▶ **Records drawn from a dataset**
━━━━━━━━━━━━━━━━━━━━

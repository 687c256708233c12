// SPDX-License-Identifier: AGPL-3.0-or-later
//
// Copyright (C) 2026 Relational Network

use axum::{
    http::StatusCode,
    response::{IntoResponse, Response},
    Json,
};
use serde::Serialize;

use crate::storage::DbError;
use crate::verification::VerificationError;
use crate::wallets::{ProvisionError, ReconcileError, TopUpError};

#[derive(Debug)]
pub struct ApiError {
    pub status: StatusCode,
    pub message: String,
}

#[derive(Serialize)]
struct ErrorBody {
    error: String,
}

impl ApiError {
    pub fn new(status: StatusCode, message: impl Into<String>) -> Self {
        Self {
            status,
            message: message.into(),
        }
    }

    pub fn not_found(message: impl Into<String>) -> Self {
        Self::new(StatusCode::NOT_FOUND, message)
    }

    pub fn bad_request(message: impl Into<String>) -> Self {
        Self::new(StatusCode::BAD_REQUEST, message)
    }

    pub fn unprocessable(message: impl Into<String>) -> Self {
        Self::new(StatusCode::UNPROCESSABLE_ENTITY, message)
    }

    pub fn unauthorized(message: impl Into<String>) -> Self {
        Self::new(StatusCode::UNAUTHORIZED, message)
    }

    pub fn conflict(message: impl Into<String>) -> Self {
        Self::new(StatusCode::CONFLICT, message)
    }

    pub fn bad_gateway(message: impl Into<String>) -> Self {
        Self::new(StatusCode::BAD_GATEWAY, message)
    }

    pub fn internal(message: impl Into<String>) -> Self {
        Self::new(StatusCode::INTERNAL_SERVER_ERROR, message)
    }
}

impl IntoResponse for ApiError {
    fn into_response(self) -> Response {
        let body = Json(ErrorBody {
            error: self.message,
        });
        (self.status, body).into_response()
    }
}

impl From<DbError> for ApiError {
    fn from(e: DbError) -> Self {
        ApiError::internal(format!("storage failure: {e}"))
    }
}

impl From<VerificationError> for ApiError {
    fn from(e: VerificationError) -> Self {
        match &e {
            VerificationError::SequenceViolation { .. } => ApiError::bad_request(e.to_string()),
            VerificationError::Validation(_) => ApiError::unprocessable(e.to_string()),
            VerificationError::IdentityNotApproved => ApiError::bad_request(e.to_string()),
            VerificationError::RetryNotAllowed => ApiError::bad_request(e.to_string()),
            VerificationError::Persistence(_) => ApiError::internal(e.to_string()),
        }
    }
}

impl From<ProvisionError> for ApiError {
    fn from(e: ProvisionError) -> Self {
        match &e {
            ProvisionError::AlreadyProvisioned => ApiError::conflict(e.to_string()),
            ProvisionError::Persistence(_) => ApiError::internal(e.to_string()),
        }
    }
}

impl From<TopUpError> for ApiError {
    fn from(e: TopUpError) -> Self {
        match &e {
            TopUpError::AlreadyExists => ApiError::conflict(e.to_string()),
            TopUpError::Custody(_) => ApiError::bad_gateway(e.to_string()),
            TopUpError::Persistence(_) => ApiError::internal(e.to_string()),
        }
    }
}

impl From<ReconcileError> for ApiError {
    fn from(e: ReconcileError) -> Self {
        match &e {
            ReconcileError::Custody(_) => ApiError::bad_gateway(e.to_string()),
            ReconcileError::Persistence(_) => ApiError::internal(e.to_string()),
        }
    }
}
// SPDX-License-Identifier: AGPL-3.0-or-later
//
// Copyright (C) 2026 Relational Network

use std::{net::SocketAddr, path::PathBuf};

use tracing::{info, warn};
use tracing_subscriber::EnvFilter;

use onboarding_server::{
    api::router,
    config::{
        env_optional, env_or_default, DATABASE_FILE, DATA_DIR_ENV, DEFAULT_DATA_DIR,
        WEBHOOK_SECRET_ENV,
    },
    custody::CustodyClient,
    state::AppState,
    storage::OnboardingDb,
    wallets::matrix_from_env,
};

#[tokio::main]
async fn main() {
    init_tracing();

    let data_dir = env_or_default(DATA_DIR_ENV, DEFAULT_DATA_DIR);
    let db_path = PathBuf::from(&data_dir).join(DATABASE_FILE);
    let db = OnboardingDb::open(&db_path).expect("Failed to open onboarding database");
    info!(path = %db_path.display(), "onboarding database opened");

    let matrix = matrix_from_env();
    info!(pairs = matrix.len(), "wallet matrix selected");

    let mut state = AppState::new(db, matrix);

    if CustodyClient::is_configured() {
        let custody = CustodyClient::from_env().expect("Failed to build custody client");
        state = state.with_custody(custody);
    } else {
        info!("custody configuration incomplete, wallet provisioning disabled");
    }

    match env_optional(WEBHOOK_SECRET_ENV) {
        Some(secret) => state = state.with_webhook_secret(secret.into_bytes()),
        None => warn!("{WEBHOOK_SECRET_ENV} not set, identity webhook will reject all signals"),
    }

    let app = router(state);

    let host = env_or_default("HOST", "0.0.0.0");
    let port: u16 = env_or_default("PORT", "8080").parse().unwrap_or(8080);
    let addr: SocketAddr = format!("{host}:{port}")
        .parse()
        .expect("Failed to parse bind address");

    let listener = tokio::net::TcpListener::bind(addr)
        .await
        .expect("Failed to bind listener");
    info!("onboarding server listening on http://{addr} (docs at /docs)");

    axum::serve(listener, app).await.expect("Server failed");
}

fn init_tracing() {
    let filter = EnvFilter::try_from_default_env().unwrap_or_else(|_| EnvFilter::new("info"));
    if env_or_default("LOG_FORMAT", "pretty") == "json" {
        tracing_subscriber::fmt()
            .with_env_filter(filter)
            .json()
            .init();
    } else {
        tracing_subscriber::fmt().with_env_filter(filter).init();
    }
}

━━━━━━━━━━━━━━━━━━━━

When you transcribe the records above, keep every line exactly the same.

repository 687c256708233c12
// SPDX-License-Identifier: AGPL-3.0-or-later
//
// Copyright (C) 2026 Relational Network

use axum::{
    http::StatusCode,
    response::{IntoResponse, Response},
    Json,
};
use serde::Serialize;

use crate::storage::DbError;
use crate::verification::VerificationError;
use crate::wallets::{ProvisionError, ReconcileError, TopUpError};

#[derive(Debug)]
pub struct ApiError {
    pub status: StatusCode,
    pub message: String,
}

#[derive(Serialize)]
struct ErrorBody {
    error: String,
}

impl ApiError {
    pub fn new(status: StatusCode, message: impl Into<String>) -> Self {
        Self {
            status,
            message: message.into(),
        }
    }

    pub fn not_found(message: impl Into<String>) -> Self {
        Self::new(StatusCode::NOT_FOUND, message)
    }

    pub fn bad_request(message: impl Into<String>) -> Self {
        Self::new(StatusCode::BAD_REQUEST, message)
    }

    pub fn unprocessable(message: impl Into<String>) -> Self {
        Self::new(StatusCode::UNPROCESSABLE_ENTITY, message)
    }

    pub fn unauthorized(message: impl Into<String>) -> Self {
        Self::new(StatusCode::UNAUTHORIZED, message)
    }

    pub fn conflict(message: impl Into<String>) -> Self {
        Self::new(StatusCode::CONFLICT, message)
    }

    pub fn bad_gateway(message: impl Into<String>) -> Self {
        Self::new(StatusCode::BAD_GATEWAY, message)
    }

    pub fn internal(message: impl Into<String>) -> Self {
        Self::new(StatusCode::INTERNAL_SERVER_ERROR, message)
    }
}

impl IntoResponse for ApiError {
    fn into_response(self) -> Response {
        let body = Json(ErrorBody {
            error: self.message,
        });
        (self.status, body).into_response()
    }
}

impl From<DbError> for ApiError {
    fn from(e: DbError) -> Self {
        ApiError::internal(format!("storage failure: {e}"))
    }
}

impl From<VerificationError> for ApiError {
    fn from(e: VerificationError) -> Self {
        match &e {
            VerificationError::SequenceViolation { .. } => ApiError::bad_request(e.to_string()),
            VerificationError::Validation(_) => ApiError::unprocessable(e.to_string()),
            VerificationError::IdentityNotApproved => ApiError::bad_request(e.to_string()),
            VerificationError::RetryNotAllowed => ApiError::bad_request(e.to_string()),
            VerificationError::Persistence(_) => ApiError::internal(e.to_string()),
        }
    }
}

impl From<ProvisionError> for ApiError {
    fn from(e: ProvisionError) -> Self {
        match &e {
            ProvisionError::AlreadyProvisioned => ApiError::conflict(e.to_string()),
            ProvisionError::Persistence(_) => ApiError::internal(e.to_string()),
        }
    }
}

impl From<TopUpError> for ApiError {
    fn from(e: TopUpError) -> Self {
        match &e {
            TopUpError::AlreadyExists => ApiError::conflict(e.to_string()),
            TopUpError::Custody(_) => ApiError::bad_gateway(e.to_string()),
            TopUpError::Persistence(_) => ApiError::internal(e.to_string()),
        }
    }
}

impl From<ReconcileError> for ApiError {
    fn from(e: ReconcileError) -> Self {
        match &e {
            ReconcileError::Custody(_) => ApiError::bad_gateway(e.to_string()),
            ReconcileError::Persistence(_) => ApiError::internal(e.to_string()),
        }
    }
}
// SPDX-License-Identifier: AGPL-3.0-or-later
//
// Copyright (C) 2026 Relational Network

use std::{net::SocketAddr, path::PathBuf};

use tracing::{info, warn};
use tracing_subscriber::EnvFilter;

use onboarding_server::{
    api::router,
    config::{
        env_optional, env_or_default, DATABASE_FILE, DATA_DIR_ENV, DEFAULT_DATA_DIR,
        WEBHOOK_SECRET_ENV,
    },
    custody::CustodyClient,
    state::AppState,
    storage::OnboardingDb,
    wallets::matrix_from_env,
};

#[tokio::main]
async fn main() {
    init_tracing();

    let data_dir = env_or_default(DATA_DIR_ENV, DEFAULT_DATA_DIR);
    let db_path = PathBuf::from(&data_dir).join(DATABASE_FILE);
    let db = OnboardingDb::open(&db_path).expect("Failed to open onboarding database");
    info!(path = %db_path.display(), "onboarding database opened");

    let matrix = matrix_from_env();
    info!(pairs = matrix.len(), "wallet matrix selected");

    let mut state = AppState::new(db, matrix);

    if CustodyClient::is_configured() {
        let custody = CustodyClient::from_env().expect("Failed to build custody client");
        state = state.with_custody(custody);
    } else {
        info!("custody configuration incomplete, wallet provisioning disabled");
    }

    match env_optional(WEBHOOK_SECRET_ENV) {
        Some(secret) => state = state.with_webhook_secret(secret.into_bytes()),
        None => warn!("{WEBHOOK_SECRET_ENV} not set, identity webhook will reject all signals"),
    }

    let app = router(state);

    let host = env_or_default("HOST", "0.0.0.0");
    let port: u16 = env_or_default("PORT", "8080").parse().unwrap_or(8080);
    let addr: SocketAddr = format!("{host}:{port}")
        .parse()
        .expect("Failed to parse bind address");

    let listener = tokio::net::TcpListener::bind(addr)
        .await
        .expect("Failed to bind listener");
    info!("onboarding server listening on http://{addr} (docs at /docs)");

    axum::serve(listener, app).await.expect("Server failed");
}

fn init_tracing() {
    let filter = EnvFilter::try_from_default_env().unwrap_or_else(|_| EnvFilter::new("info"));
    if env_or_default("LOG_FORMAT", "pretty") == "json" {
        tracing_subscriber::fmt()
            .with_env_filter(filter)
            .json()
            .init();
    } else {
        tracing_subscriber::fmt().with_env_filter(filter).init();
    }
}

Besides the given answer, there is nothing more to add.